> _Stored data_:
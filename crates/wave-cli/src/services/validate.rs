//! Validate service: check configuration and local files offline.

use wave_core::identity::ensure_unique;
use wave_core::targets::RepoRef;
use wave_core::{Config, Document, Error, ResourceKind};

use super::handlers::{
    BranchProtectionsHandler, Handler, RepoSettingsHandler, TagProtectionsHandler,
    TemplatesHandler, TopicsHandler, WebhooksHandler,
};

/// Result of checking one kind.
#[derive(Debug)]
pub enum CheckOutcome {
    /// File parsed; holds the number of items.
    Valid { items: usize },
    /// No local file.
    Missing,
    /// Unreadable file, duplicate identity, or bad strategy.
    Invalid(Error),
}

#[derive(Debug)]
pub struct KindCheck {
    pub kind: ResourceKind,
    pub outcome: CheckOutcome,
}

/// Service for validation. Never talks to the remote.
pub struct ValidateService<'a> {
    config: &'a Config,
}

impl<'a> ValidateService<'a> {
    #[must_use]
    pub const fn new(config: &'a Config) -> Self {
        Self { config }
    }

    /// Problems with the configuration file itself.
    #[must_use]
    pub fn check_config(&self) -> Vec<Error> {
        let mut problems = Vec::new();
        if let Err(e) = self.config.validate() {
            problems.push(e);
        }
        let targets = &self.config.targets;
        for repo in targets.repos.iter().chain(&targets.exclude_repos) {
            if let Err(e) = RepoRef::parse(repo) {
                problems.push(e);
            }
        }
        problems
    }

    /// Check the local file of every kind enabled for push.
    #[must_use]
    pub fn check_files(&self) -> Vec<KindCheck> {
        self.config
            .push
            .kinds()
            .into_iter()
            .map(|kind| KindCheck {
                kind,
                outcome: self.check_kind(kind),
            })
            .collect()
    }

    fn check_kind(&self, kind: ResourceKind) -> CheckOutcome {
        match kind {
            ResourceKind::RepoSettings => self.check(&RepoSettingsHandler),
            ResourceKind::Topics => self.check(&TopicsHandler),
            ResourceKind::BranchProtections => self.check(&BranchProtectionsHandler),
            ResourceKind::TagProtections => self.check(&TagProtectionsHandler),
            ResourceKind::Webhooks => self.check(&WebhooksHandler),
            ResourceKind::Templates => self.check(&TemplatesHandler),
        }
    }

    fn check<H: Handler>(&self, handler: &H) -> CheckOutcome {
        if let Err(e) = self.config.strategy_for(handler.kind()) {
            return CheckOutcome::Invalid(e);
        }
        match handler.load(self.config) {
            Ok(None) => CheckOutcome::Missing,
            Ok(Some(document)) => {
                let items = document.items();
                match ensure_unique(&items) {
                    Ok(()) => CheckOutcome::Valid { items: items.len() },
                    Err(e) => CheckOutcome::Invalid(e),
                }
            }
            Err(e) => CheckOutcome::Invalid(e),
        }
    }
}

> _The problem_: From the first line to the last, return the records unchanged.

> _Output_:
filename crates/wave-cli/src/services/validate.rs
//! Validate service: check configuration and local files offline.

use wave_core::identity::ensure_unique;
use wave_core::targets::RepoRef;
use wave_core::{Config, Document, Error, ResourceKind};

use super::handlers::{
    BranchProtectionsHandler, Handler, RepoSettingsHandler, TagProtectionsHandler,
    TemplatesHandler, TopicsHandler, WebhooksHandler,
};

/// Result of checking one kind.
#[derive(Debug)]
pub enum CheckOutcome {
    /// File parsed; holds the number of items.
    Valid { items: usize },
    /// No local file.
    Missing,
    /// Unreadable file, duplicate identity, or bad strategy.
    Invalid(Error),
}

#[derive(Debug)]
pub struct KindCheck {
    pub kind: ResourceKind,
    pub outcome: CheckOutcome,
}

/// Service for validation. Never talks to the remote.
pub struct ValidateService<'a> {
    config: &'a Config,
}

impl<'a> ValidateService<'a> {
    #[must_use]
    pub const fn new(config: &'a Config) -> Self {
        Self { config }
    }

    /// Problems with the configuration file itself.
    #[must_use]
    pub fn check_config(&self) -> Vec<Error> {
        let mut problems = Vec::new();
        if let Err(e) = self.config.validate() {
            problems.push(e);
        }
        let targets = &self.config.targets;
        for repo in targets.repos.iter().chain(&targets.exclude_repos) {
            if let Err(e) = RepoRef::parse(repo) {
                problems.push(e);
            }
        }
        problems
    }

    /// Check the local file of every kind enabled for push.
    #[must_use]
    pub fn check_files(&self) -> Vec<KindCheck> {
        self.config
            .push
            .kinds()
            .into_iter()
            .map(|kind| KindCheck {
                kind,
                outcome: self.check_kind(kind),
            })
            .collect()
    }

    fn check_kind(&self, kind: ResourceKind) -> CheckOutcome {
        match kind {
            ResourceKind::RepoSettings => self.check(&RepoSettingsHandler),
            ResourceKind::Topics => self.check(&TopicsHandler),
            ResourceKind::BranchProtections => self.check(&BranchProtectionsHandler),
            ResourceKind::TagProtections => self.check(&TagProtectionsHandler),
            ResourceKind::Webhooks => self.check(&WebhooksHandler),
            ResourceKind::Templates => self.check(&TemplatesHandler),
        }
    }

    fn check<H: Handler>(&self, handler: &H) -> CheckOutcome {
        if let Err(e) = self.config.strategy_for(handler.kind()) {
            return CheckOutcome::Invalid(e);
        }
        match handler.load(self.config) {
            Ok(None) => CheckOutcome::Missing,
            Ok(Some(document)) => {
                let items = document.items();
                match ensure_unique(&items) {
                    Ok(()) => CheckOutcome::Valid { items: items.len() },
                    Err(e) => CheckOutcome::Invalid(e),
                }
            }
            Err(e) => CheckOutcome::Invalid(e),
        }
    }
}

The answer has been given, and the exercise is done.